For me, the greatest benefit of the use of mind maps, is that it is not really limited to any specific topic. Any topic that needs a clear, structured and summarized overview, can be put into a mindmap. Whether it is for studying (if only I had known in high school how to save time and increase knowledge consumption more easily…), carreer planning, process mapping or creating your mind map resumé; it works for me! And when I create a mind map with an audience in mind, that works as well. It is a great way to communicate.
How do you use mapping in your day to day work?
At my current job, I use (digital) mind mapping to help my employer get the organisation more organised and as a consequence apply for the ISO 9001-2015 certificate. I use mind maps for practically everything before I export the content to a document for further processing. Process descriptions, working instructions, function profiles, stakeholder analysis, communication plans, improvement plans, project planning; there is just not much that can’t be mapped. Furthermore, I use mapping at seminars when there is a need for live structuring of the topics that are being discussed and where instant visualisation is required. Sometimes I also use mapping in strategic management sessions to structure the meetings and get everyone’s input quickly and orderly.

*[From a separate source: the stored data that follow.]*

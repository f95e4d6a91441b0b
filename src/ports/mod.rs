use std::path::Path;

use anyhow::Result;

use crate::domain::type_graph::TypeGraph;

/// Where type graphs come from. Implementations must be shareable across
/// the batch worker threads.
pub trait TypeGraphSource: Send + Sync {
    fn load(&self, location: &Path) -> Result<TypeGraph>;
}

/// Where finished documents go. `None` means standard output.
pub trait OutputExporter: Send + Sync {
    fn export(&self, document: &serde_json::Value, destination: Option<&Path>) -> Result<()>;
}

What do you think is the greatest barrier to wider adoption of mind mapping?
Mind mapping in my opinion might look too simple or childish for people who never got properly introduced to this way of structured thinking and visualisation. You have to take people along on the journey to look at breaking down complex information differently. Which is actually a bit surprising as well, because most people “think visually” already. People are usually comfortable in the way they have always worked, even if it is not optimal. Change is difficult. That is why it would be very wise to be able to start mapping at a young age. In some schools in the Netherlands, it is starting to develop because of some enthusiastic teachers. In those cases, mind maps are sometimes called “Woordkaarten”(“Wordmaps”). Well, what’s in a name? It’s a start!
Would you like to add anything else?
One of my personal goals is to spread the mind mapping technique to scholars & students and for studying in general. It also helps thinking about the future after graduation. It is all about mapping possibilities and ambitions. Also, the process of matching jobs, companies and applicants is another interesting topic in my opinion. This can also be achieved by using mindmaps and putting them next to each other for quick and thorough understanding. Mindmapping is not a solution for everything, but I have discovered for myself that it is applicable in many areas. And slowly but surely, you don’t have to draw the maps on the screen or on paper to visualize topics for yourself. You just start mapping in your mind!